E a principal porta de entrada para os vinhos desta região fica na denominação de origem Bourgogne AOC, uma das líderes em produção da região. Apesar de ser a mais popular, o que pouca gente sabe é que ela não é a denominações de origem com os vinhos mais básicos ou regras mais flexíveis da região. Existe a denominação de origem Coteaux Bourguignons, mas ela acaba sendo mais rara, pois conta com cerca de 10% da área de vinhedos da Bourgogne AOC.  

Bourgogne AOC

A Appellation d’Origine Contrôlée Bourgogne (ou Bourgogne AOC) foi uma das primeiras criadas na região, dentro da classificação de vinhos lançada em meados da década de 1930 pelas autoridades francesas. Oficialmente criada em 1937, a Bourgogne AOC atualmente conta com uma área de vinhedos de 2.653 hectares, com produção de vinhos tintos, brancos e rosés.

Os vinhedos estão distribuídos pelas quatro principais áreas da Borgonha, ou seja, os quatro départments (unidades administrativas francesas) que compõem a região. Eles vão desde o norte da Borgonha, como Yonne (que inclui Chablis), passando por Côte d’Or e Saone-et-Loire até chegar ao Rhône, que é como o départment que contém o Beaujolais é oficialmente chamado. No total, são mais de 380 communes (espécie de municípios), como pode ser visto no mapa abaixo.

Rhône e Beaujolais?

Apesar de fazer parte da Borgonha, esta última região pode causar certa confusão, pois Rhône poderia remeter aos vinhos elaborados com Syrah, Grenache, Viognier ou Cinsault produzidos mais ao sul. Neste caso, Rhône é apenas o nome administrativo desta parte da Borgonha, não incluindo áreas como Côtes du Rhone, Hermitage ou Côte-Rôtie, por exemplo.
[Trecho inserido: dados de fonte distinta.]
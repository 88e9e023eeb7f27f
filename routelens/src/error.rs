//! Crate-wide error taxonomy.
//!
//! Every failure surfaced to the user maps onto one of these variants.
//! Errors are terminal for the operation that produced them only; they
//! never corrupt previously rendered state. Superseded (stale) request
//! results are the single case that is deliberately discarded without
//! surfacing anything.

use thiserror::Error;

/// Errors produced by the route planning core.
#[derive(Debug, Clone, Error)]
pub enum RouteError {
    /// Origin or destination has no resolved coordinate yet. The user
    /// must pick an entry from the suggestion dropdown first.
    #[error("Please select origin and destination from the suggestions")]
    MissingSelection,

    /// The route backend answered with a non-success status. The body is
    /// surfaced verbatim alongside the status code.
    #[error("Backend error: {status} - {body}")]
    Backend {
        /// HTTP status code of the failed response.
        status: u16,
        /// Error body returned by the backend.
        body: String,
    },

    /// The route backend answered 2xx but the payload did not parse.
    #[error("Could not read route response: {0}")]
    ResponseParse(String),

    /// A referenced id matched no candidate in the current set. For a
    /// backend-chosen id the set still renders, with no overlay
    /// emphasized.
    #[error("Route {0} not present in candidates")]
    MalformedCandidateSet(String),

    /// The directions provider failed. Secondary feature failure: the
    /// user's selection and the rendered overlays remain valid.
    #[error("Could not get directions for this route: {0}")]
    DirectionsUnavailable(String),

    /// The platform exposes no positioning capability.
    #[error("Position tracking is not supported on this device")]
    PositioningUnsupported,

    /// The user denied the positioning permission.
    #[error("Permission to access the device position was denied")]
    PositioningDenied,

    /// No position fix arrived within the allowed time.
    #[error("Timed out waiting for a position fix")]
    PositioningTimeout,

    /// Transport-level failure before any HTTP status was received.
    #[error("Request failed: {0}")]
    Http(String),

    /// Configuration file or value problem.
    #[error("Configuration error: {0}")]
    Config(String),
}

#[cfg(test)]
mod tests {
    use super::*;

    #[test]
    fn test_backend_error_carries_status_and_body() {
        let err = RouteError::Backend {
            status: 502,
            body: "upstream routing engine unavailable".to_string(),
        };
        let msg = err.to_string();
        assert!(msg.contains("502"));
        assert!(msg.contains("upstream routing engine unavailable"));
    }

    #[test]
    fn test_missing_selection_is_user_actionable() {
        let msg = RouteError::MissingSelection.to_string();
        assert!(msg.contains("suggestions"));
    }

    #[test]
    fn test_malformed_set_names_the_missing_id() {
        let err = RouteError::MalformedCandidateSet("nonexistent".to_string());
        assert!(err.to_string().contains("nonexistent"));
    }
}
//! Planner configuration.
//!
//! Configuration comes from three layers, weakest first: built-in
//! defaults, an optional INI file, and environment variables. The
//! defaults match the original deployment: a local scoring backend and a
//! Montreal viewport.

use ini::Ini;
use std::path::Path;

use crate::coord::LatLon;
use crate::error::RouteError;

/// Environment variable overriding the backend base URL.
pub const BACKEND_URL_ENV: &str = "ROUTELENS_BACKEND_URL";

/// Default backend base URL.
const DEFAULT_BACKEND_URL: &str = "http://localhost:8000";

/// Default HTTP request timeout in seconds.
const DEFAULT_TIMEOUT_SECS: u64 = 30;

/// Default viewport center (downtown Montreal).
const DEFAULT_CENTER: LatLon = LatLon {
    lat: 45.506,
    lon: -73.5783,
};

/// Default viewport zoom level.
const DEFAULT_ZOOM: u8 = 11;

/// Runtime configuration for the route planner.
#[derive(Debug, Clone, PartialEq)]
pub struct PlannerConfig {
    /// Base URL of the route backend, no trailing slash.
    pub backend_url: String,
    /// HTTP request timeout in seconds.
    pub request_timeout_secs: u64,
    /// Initial viewport center before any route is rendered.
    pub default_center: LatLon,
    /// Initial viewport zoom level.
    pub default_zoom: u8,
}

impl Default for PlannerConfig {
    fn default() -> Self {
        Self {
            backend_url: DEFAULT_BACKEND_URL.to_string(),
            request_timeout_secs: DEFAULT_TIMEOUT_SECS,
            default_center: DEFAULT_CENTER,
            default_zoom: DEFAULT_ZOOM,
        }
    }
}

impl PlannerConfig {
    /// Load configuration: defaults, then the INI file if present, then
    /// environment overrides.
    pub fn load(path: Option<&Path>) -> Result<Self, RouteError> {
        let mut config = Self::default();
        if let Some(path) = path {
            config.apply_ini(path)?;
        }
        config.apply_env();
        Ok(config)
    }

    /// Apply settings from an INI file.
    ///
    /// Recognized keys, all optional:
    ///
    /// ```ini
    /// [backend]
    /// url = http://localhost:8000
    /// timeout_secs = 30
    ///
    /// [viewport]
    /// lat = 45.506
    /// lon = -73.5783
    /// zoom = 11
    /// ```
    fn apply_ini(&mut self, path: &Path) -> Result<(), RouteError> {
        let ini = Ini::load_from_file(path)
            .map_err(|e| RouteError::Config(format!("Failed to read config {}: {}", path.display(), e)))?;

        if let Some(section) = ini.section(Some("backend")) {
            if let Some(url) = section.get("url") {
                self.backend_url = url.trim_end_matches('/').to_string();
            }
            if let Some(timeout) = section.get("timeout_secs") {
                self.request_timeout_secs = timeout.parse().map_err(|_| {
                    RouteError::Config(format!("Invalid timeout_secs: {}", timeout))
                })?;
            }
        }

        if let Some(section) = ini.section(Some("viewport")) {
            if let Some(lat) = section.get("lat") {
                self.default_center.lat = lat
                    .parse()
                    .map_err(|_| RouteError::Config(format!("Invalid viewport lat: {}", lat)))?;
            }
            if let Some(lon) = section.get("lon") {
                self.default_center.lon = lon
                    .parse()
                    .map_err(|_| RouteError::Config(format!("Invalid viewport lon: {}", lon)))?;
            }
            if let Some(zoom) = section.get("zoom") {
                self.default_zoom = zoom
                    .parse()
                    .map_err(|_| RouteError::Config(format!("Invalid viewport zoom: {}", zoom)))?;
            }
        }

        Ok(())
    }

    /// Apply environment variable overrides.
    fn apply_env(&mut self) {
        if let Ok(url) = std::env::var(BACKEND_URL_ENV) {
            if !url.is_empty() {
                self.backend_url = url.trim_end_matches('/').to_string();
            }
        }
    }
}
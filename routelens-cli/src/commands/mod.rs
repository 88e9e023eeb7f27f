//! CLI command implementations.

pub mod config;
pub mod find;
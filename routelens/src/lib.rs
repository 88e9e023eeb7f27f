//! RouteLens - Route candidate comparison for walking trips
//!
//! This library coordinates a map view showing ranked walking-route
//! candidates from a scoring backend: it fetches candidate sets, renders
//! them as styled overlays, tracks which candidate is selected, rebuilds
//! turn-by-turn directions for a pick through a bounded waypoint sample,
//! and follows the device position on the map.
//!
//! # Architecture
//!
//! ```text
//! PlaceSelector ──► RoutePlanner ──► RouteBackend (POST /route)
//!                        │
//!                        ├──► OverlayRenderer ──► MapSurface
//!                        ├──► SelectionState
//!                        └──► DirectionsProvider (waypoint sampling)
//!
//! PositioningSource ──► PositionTracker ──► MapSurface
//! ```
//!
//! The planner owns all mutable route state; map rendering goes through
//! the [`map::MapSurface`] trait so the core stays independent of any
//! concrete map widget.

pub mod backend;
pub mod config;
pub mod coord;
pub mod directions;
pub mod error;
pub mod http;
pub mod logging;
pub mod map;
pub mod overlay;
pub mod place;
pub mod planner;
pub mod route;
pub mod selection;
pub mod tracker;

pub use config::PlannerConfig;
pub use coord::{GeoBounds, LatLon};
pub use error::RouteError;
pub use place::Place;
pub use planner::{FetchOutcome, RoutePlanner, SelectionOutcome};
pub use route::{Classification, RouteCandidate, RouteCandidateSet};
pub use selection::SelectionState;
//! Waypoint sampling: thinning a dense path to a bounded waypoint list.
//!
//! Directions providers cap the number of intermediate waypoints per
//! request. The sampler keeps every k-th interior point of the candidate
//! path, in traversal order, where the stride adapts to path density:
//! short paths sample densely to keep their shape under the provider's
//! road snapping, long paths thin aggressively to respect the cap.

use crate::coord::LatLon;

/// Maximum intermediate waypoints sent to the directions provider.
///
/// Chosen below the provider hard cap (25 for Google's Directions API)
/// with margin.
pub const MAX_WAYPOINTS: usize = 21;

/// Interior point count below which the dense stride of 2 applies.
pub const DENSE_PATH_THRESHOLD: usize = 50;

/// Sample interior waypoints from a candidate path.
///
/// The first and last points are excluded; they travel separately as the
/// request origin and destination. The returned list preserves traversal
/// order and never exceeds [`MAX_WAYPOINTS`] entries. Paths with no
/// interior points yield an empty list.
pub fn sample_waypoints(path: &[LatLon]) -> Vec<LatLon> {
    if path.len() <= 2 {
        return Vec::new();
    }

    let interior_len = path.len() - 2;
    let stride = if interior_len < DENSE_PATH_THRESHOLD {
        2
    } else {
        (interior_len / MAX_WAYPOINTS).max(2)
    };

    path.iter()
        .enumerate()
        .filter(|(i, _)| *i > 0 && *i < path.len() - 1 && i % stride == 0)
        .take(MAX_WAYPOINTS)
        .map(|(_, p)| *p)
        .collect()
}

#[cfg(test)]
mod tests {
    use super::*;
    use proptest::prelude::*;

    fn line(len: usize) -> Vec<LatLon> {
        (0..len)
            .map(|i| LatLon::new(45.0 + i as f64 * 1e-4, -73.0 - i as f64 * 1e-4))
            .collect()
    }

    #[test]
    fn test_trivial_paths_have_no_waypoints() {
        assert!(sample_waypoints(&[]).is_empty());
        assert!(sample_waypoints(&line(1)).is_empty());
        assert!(sample_waypoints(&line(2)).is_empty());
    }

    #[test]
    fn test_short_path_uses_dense_stride() {
        // Path of length 10: interior indices 1..=8, stride 2 keeps
        // indices 2, 4, 6, 8.
        let sampled = sample_waypoints(&line(10));
        assert_eq!(sampled.len(), 4);
        assert!(sampled.len() <= 8, "Only interior points may be sampled");
        assert_eq!(sampled[0], line(10)[2]);
        assert_eq!(sampled[3], line(10)[8]);
    }

    #[test]
    fn test_long_path_respects_waypoint_cap() {
        let sampled = sample_waypoints(&line(1000));
        assert!(sampled.len() <= MAX_WAYPOINTS);
        // 998 interior points / 21 = stride 47
        assert_eq!(sampled.len(), MAX_WAYPOINTS);
    }

    #[test]
    fn test_endpoints_never_sampled() {
        let path = line(30);
        let sampled = sample_waypoints(&path);
        assert!(!sampled.contains(&path[0]));
        assert!(!sampled.contains(&path[path.len() - 1]));
    }

    #[test]
    fn test_threshold_boundary_strides() {
        // 49 interior points, dense stride of 2: indices 2, 4, ..., 48
        // give 24 candidates, which the cap truncates to 21.
        let sampled = sample_waypoints(&line(51));
        assert_eq!(sampled.len(), 21);

        // 50 interior points: 50 / 21 = 2, same stride either way
        let sampled = sample_waypoints(&line(52));
        assert!(sampled.len() <= MAX_WAYPOINTS);
    }

    proptest! {
        #[test]
        fn test_sample_never_exceeds_cap(len in 0usize..2000) {
            prop_assert!(sample_waypoints(&line(len)).len() <= MAX_WAYPOINTS);
        }

        #[test]
        fn test_sample_preserves_traversal_order(len in 3usize..500) {
            let path = line(len);
            let sampled = sample_waypoints(&path);

            // Points on the generated line have strictly increasing
            // latitude, so order preservation is checkable directly.
            for pair in sampled.windows(2) {
                prop_assert!(pair[0].lat < pair[1].lat, "Waypoints reordered");
            }
        }

        #[test]
        fn test_sampled_points_are_interior(len in 3usize..500) {
            let path = line(len);
            let sampled = sample_waypoints(&path);
            for p in &sampled {
                prop_assert!(*p != path[0] && *p != path[len - 1]);
            }
        }
    }
}
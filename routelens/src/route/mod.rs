//! Route candidate data model and backend wire format.
//!
//! The backend answers a comparison request with several ranked walking
//! routes plus the id of the one it recommends taking. Types in this
//! module are immutable after normalization; ranking order from the wire
//! is preserved verbatim.
//!
//! # Wire Format
//!
//! ```text
//! POST /route  { "start": [lon, lat], "end": [lon, lat] }
//!
//! 200 OK {
//!   "routes": [
//!     { "id": "...", "type": "recommended" | "alternative", "score": 0.9,
//!       "overview_path": [{ "lat": ..., "lon": ... }, ...],
//!       "legs": [{ "distance": { "value": m, "text": "..." },
//!                  "duration": { "value": s, "text": "..." } }] }
//!   ],
//!   "chosen_route_id": "...",
//!   "explanation": "..." | { "explanation": "..." }
//! }
//! ```

mod wire;

pub use wire::{RouteRequestBody, RouteResponseBody};

use crate::coord::LatLon;
use crate::error::RouteError;

/// Backend classification of a route candidate.
#[derive(Debug, Clone, Copy, PartialEq, Eq)]
pub enum Classification {
    /// The route class the backend scored highest for current conditions.
    Recommended,
    /// Any other proposed route.
    Alternative,
}

impl Classification {
    /// Parse the wire `type` string. Unknown values degrade to
    /// [`Classification::Alternative`] rather than failing the response.
    pub fn from_wire(value: &str) -> Self {
        match value {
            "recommended" => Classification::Recommended,
            _ => Classification::Alternative,
        }
    }
}

impl std::fmt::Display for Classification {
    fn fmt(&self, f: &mut std::fmt::Formatter<'_>) -> std::fmt::Result {
        match self {
            Classification::Recommended => write!(f, "recommended"),
            Classification::Alternative => write!(f, "alternative"),
        }
    }
}

/// A single leg of a candidate route.
#[derive(Debug, Clone, PartialEq)]
pub struct Leg {
    /// Leg length in meters.
    pub distance_meters: f64,
    /// Leg duration in seconds.
    pub duration_seconds: f64,
    /// Human-readable distance (e.g. "1.2 km").
    pub distance_label: String,
    /// Human-readable duration (e.g. "15 mins").
    pub duration_label: String,
}

/// One proposed walking route among several returned for a request.
#[derive(Debug, Clone, PartialEq)]
pub struct RouteCandidate {
    /// Candidate id, unique within its response.
    pub id: String,
    /// Backend classification.
    pub classification: Classification,
    /// Backend score for this candidate.
    pub score: f64,
    /// Route geometry, at least two points, insertion order = traversal order.
    pub path: Vec<LatLon>,
    /// Route legs in traversal order.
    pub legs: Vec<Leg>,
}

/// A normalized backend response: ranked candidates plus the backend's pick.
#[derive(Debug, Clone, PartialEq)]
pub struct RouteCandidateSet {
    /// Candidates in backend ranking order, preserved from the wire.
    pub candidates: Vec<RouteCandidate>,
    /// Id of the candidate the backend recommends.
    pub chosen_id: String,
    /// Optional human-readable explanation of the backend's pick.
    pub explanation: Option<String>,
}

impl RouteCandidateSet {
    /// Look up a candidate by id.
    pub fn candidate(&self, id: &str) -> Option<&RouteCandidate> {
        self.candidates.iter().find(|c| c.id == id)
    }

    /// The candidate referenced by `chosen_id`.
    ///
    /// Returns [`RouteError::MalformedCandidateSet`] when `chosen_id`
    /// matches no candidate. Callers must degrade gracefully on that
    /// error: render everything, emphasize nothing.
    pub fn chosen(&self) -> Result<&RouteCandidate, RouteError> {
        self.candidate(&self.chosen_id)
            .ok_or_else(|| RouteError::MalformedCandidateSet(self.chosen_id.clone()))
    }

    /// Number of candidates in the set.
    pub fn len(&self) -> usize {
        self.candidates.len()
    }

    /// Whether the set carries no candidates at all.
    pub fn is_empty(&self) -> bool {
        self.candidates.is_empty()
    }
}


#[cfg(test)]
mod tests {
    use super::*;

    #[test]
    fn test_classification_from_wire() {
        assert_eq!(
            Classification::from_wire("recommended"),
            Classification::Recommended
        );
        assert_eq!(
            Classification::from_wire("alternative"),
            Classification::Alternative
        );
        // Unknown types should not fail the whole response
        assert_eq!(
            Classification::from_wire("scenic"),
            Classification::Alternative
        );
    }

    #[test]
    fn test_chosen_resolves_when_present() {
        let set = testing::two_candidate_set();
        let chosen = set.chosen().unwrap();
        assert_eq!(chosen.id, "route-a");
        assert_eq!(chosen.classification, Classification::Recommended);
    }

    #[test]
    fn test_chosen_errors_when_id_unknown() {
        let mut set = testing::two_candidate_set();
        set.chosen_id = "nonexistent".to_string();

        let err = set.chosen().unwrap_err();
        assert!(matches!(err, RouteError::MalformedCandidateSet(ref id) if id == "nonexistent"));
    }

    #[test]
    fn test_candidate_lookup() {
        let set = testing::two_candidate_set();
        assert!(set.candidate("route-b").is_some());
        assert!(set.candidate("route-z").is_none());
    }

    #[test]
    fn test_ranking_order_preserved() {
        let set = testing::two_candidate_set();
        assert_eq!(set.candidates[0].id, "route-a");
        assert_eq!(set.candidates[1].id, "route-b");
    }
}
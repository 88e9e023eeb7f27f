//! RouteLens CLI - compare ranked walking routes from the terminal.

mod commands;
mod error;

use std::path::PathBuf;
use std::process::ExitCode;

use clap::{Parser, Subcommand};

use commands::find::FindArgs;

#[derive(Debug, Parser)]
#[command(name = "routelens", version, about = "Compare ranked walking routes")]
struct Cli {
    #[command(subcommand)]
    command: Commands,
}

#[derive(Debug, Subcommand)]
enum Commands {
    /// Fetch ranked route candidates for an origin/destination pair
    Find {
        /// Origin as lat,lon (e.g. "45.506,-73.578")
        #[arg(long)]
        from: String,

        /// Destination as lat,lon
        #[arg(long)]
        to: String,

        /// Candidate id to drill into instead of the backend's pick
        #[arg(long)]
        select: Option<String>,

        /// Fetch turn-by-turn steps for the selected candidate
        #[arg(long)]
        steps: bool,

        /// Directions API key (or set GOOGLE_MAPS_API_KEY)
        #[arg(long)]
        google_api_key: Option<String>,

        /// Route backend base URL, overriding config and environment
        #[arg(long)]
        backend_url: Option<String>,

        /// Path to an INI configuration file
        #[arg(long)]
        config: Option<PathBuf>,
    },

    /// Show the effective configuration
    Config {
        /// Path to an INI configuration file
        #[arg(long)]
        config: Option<PathBuf>,
    },
}

#[tokio::main]
async fn main() -> ExitCode {
    routelens::logging::init();

    let cli = Cli::parse();
    let result = match cli.command {
        Commands::Find {
            from,
            to,
            select,
            steps,
            google_api_key,
            backend_url,
            config,
        } => {
            commands::find::run(FindArgs {
                from,
                to,
                select,
                steps,
                google_api_key,
                backend_url,
                config,
            })
            .await
        }
        Commands::Config { config } => commands::config::run(config),
    };

    match result {
        Ok(()) => ExitCode::SUCCESS,
        Err(e) => {
            eprintln!("Error: {}", e);
            ExitCode::FAILURE
        }
    }
}
//! Waypoint reconstruction and turn-by-turn directions.
//!
//! The route backend returns raw geometry; it does not phrase turn
//! instructions. An external directions provider does, but it accepts a
//! bounded number of intermediate waypoints and will not retrace an
//! arbitrary path. This module thins a candidate's dense path down to a
//! waypoint list that fits the provider's cap while preserving the route
//! shape, then asks the provider for detailed steps along those waypoints
//! with reordering disabled.
//!
//! The provider is used only to obtain human-phrased instructions
//! consistent with the approved path, never to recompute route choice.

mod google;
mod sampling;

pub use google::GoogleDirectionsProvider;
pub use sampling::{sample_waypoints, DENSE_PATH_THRESHOLD, MAX_WAYPOINTS};

use crate::coord::LatLon;
use crate::error::RouteError;
use crate::place::Place;
use crate::route::RouteCandidate;

/// Travel mode for a directions request.
#[derive(Debug, Clone, Copy, PartialEq, Eq)]
pub enum TravelMode {
    /// On foot.
    Walking,
}

impl std::fmt::Display for TravelMode {
    fn fmt(&self, f: &mut std::fmt::Formatter<'_>) -> std::fmt::Result {
        match self {
            TravelMode::Walking => write!(f, "walking"),
        }
    }
}

/// A request for detailed turn-by-turn directions.
#[derive(Debug, Clone, PartialEq)]
pub struct DirectionsRequest {
    /// Trip origin.
    pub origin: LatLon,
    /// Trip destination.
    pub destination: LatLon,
    /// Ordered intermediate waypoints; empty means origin-to-destination
    /// direct. Order equals traversal order of the approved path.
    pub waypoints: Vec<LatLon>,
    /// Travel mode.
    pub mode: TravelMode,
    /// Must stay `false`: letting the provider reorder waypoints would
    /// disconnect its instructions from the backend's chosen route.
    pub optimize_waypoints: bool,
}

/// One turn instruction.
#[derive(Debug, Clone, PartialEq)]
pub struct Step {
    /// Human-phrased instruction, e.g. "Turn left onto Rue Sainte-Catherine".
    pub instruction: String,
    /// Human-readable step distance.
    pub distance_label: String,
    /// Human-readable step duration.
    pub duration_label: String,
}

/// Detailed directions returned by a provider.
#[derive(Debug, Clone, PartialEq, Default)]
pub struct DetailedDirections {
    /// Ordered turn instructions.
    pub steps: Vec<Step>,
    /// The provider's rendering of the route geometry. Supersedes the raw
    /// overlay visually for the selected candidate.
    pub path: Vec<LatLon>,
}

/// Directions capability: compute detailed steps along given waypoints.
pub trait DirectionsProvider: Send + Sync {
    /// Compute a detailed route. Fails with
    /// [`RouteError::DirectionsUnavailable`] on any provider error.
    fn route(
        &self,
        request: &DirectionsRequest,
    ) -> impl std::future::Future<Output = Result<DetailedDirections, RouteError>> + Send;
}

/// Assemble the directions request for a candidate's reconstruction.
///
/// Origin and destination come from the resolved places, not from the
/// path endpoints; the path contributes only the sampled interior
/// waypoints. Fails fast with [`RouteError::MissingSelection`] when
/// either place lacks a coordinate.
pub fn build_request(
    candidate: &RouteCandidate,
    origin: &Place,
    destination: &Place,
) -> Result<DirectionsRequest, RouteError> {
    let origin = origin.coordinate.ok_or(RouteError::MissingSelection)?;
    let destination = destination.coordinate.ok_or(RouteError::MissingSelection)?;

    Ok(DirectionsRequest {
        origin,
        destination,
        waypoints: sample_waypoints(&candidate.path),
        mode: TravelMode::Walking,
        optimize_waypoints: false,
    })
}


#[cfg(test)]
mod tests {
    use super::*;
    use crate::place::Place;
    use crate::route::testing::candidate_with_path;
    use crate::route::Classification;

    fn place(lat: f64, lon: f64) -> Place {
        Place::resolved("p", lat, lon, "somewhere")
    }

    #[test]
    fn test_build_request_uses_place_coordinates() {
        let path: Vec<LatLon> = (0..10).map(|i| LatLon::new(i as f64, i as f64)).collect();
        let candidate = candidate_with_path("r1", Classification::Recommended, 0.9, path);
        let origin = place(45.50, -73.58);
        let destination = place(45.52, -73.57);

        let request = build_request(&candidate, &origin, &destination).unwrap();

        assert_eq!(request.origin, LatLon::new(45.50, -73.58));
        assert_eq!(request.destination, LatLon::new(45.52, -73.57));
        assert_eq!(request.mode, TravelMode::Walking);
        assert!(!request.optimize_waypoints);
    }

    #[test]
    fn test_build_request_fails_without_coordinates() {
        let candidate = candidate_with_path(
            "r1",
            Classification::Recommended,
            0.9,
            vec![LatLon::new(0.0, 0.0), LatLon::new(1.0, 1.0)],
        );
        let unresolved = Place::new("p", None, "typed but not picked");

        let err = build_request(&candidate, &unresolved, &place(1.0, 1.0)).unwrap_err();
        assert!(matches!(err, RouteError::MissingSelection));
    }
}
No entanto, é neste “Rhône” que se situa o Beaujolais, região conhecida pelos vinhos elaborados a partir da uva Gamay. Curiosamente, os produtores do Beaujolais, desde que tenham vinhedos nos chamados Crus de Beaujolais, podem classificar os vinhos com uvas destas áreas como Bourgogne AOC. Porém, isso não faz muito sentido, pois as classificações dos Crus da região (Morgon, Fleurie, etc) são hierarquicamente superiores à Bourgogne AOC. O que ocorre, porém, é que existem négociants da Borgonha ativos na área e que elaboram vinhos combinando uvas de vários Crus, que acabam sendo rotulados como Bourgogne AOC, mas destacando a uva Gamay (vide exemplo abaixo).

Uvas usadas

As principais uvas utilizadas para a grande maioria dos vinhos da Bourgogne AOC são a Pinot Noir e Chardonnay, que devem compor ao menos 70% do vinho desta denominação de origem. Caso o produtor opte por incluir o nome da uva, esta proporção deve subir para um mínimo de 85%. Por exemplo, um rótulo que inclua Bourgogne Pinot Noir deve ter ao menos 85% desta variedade.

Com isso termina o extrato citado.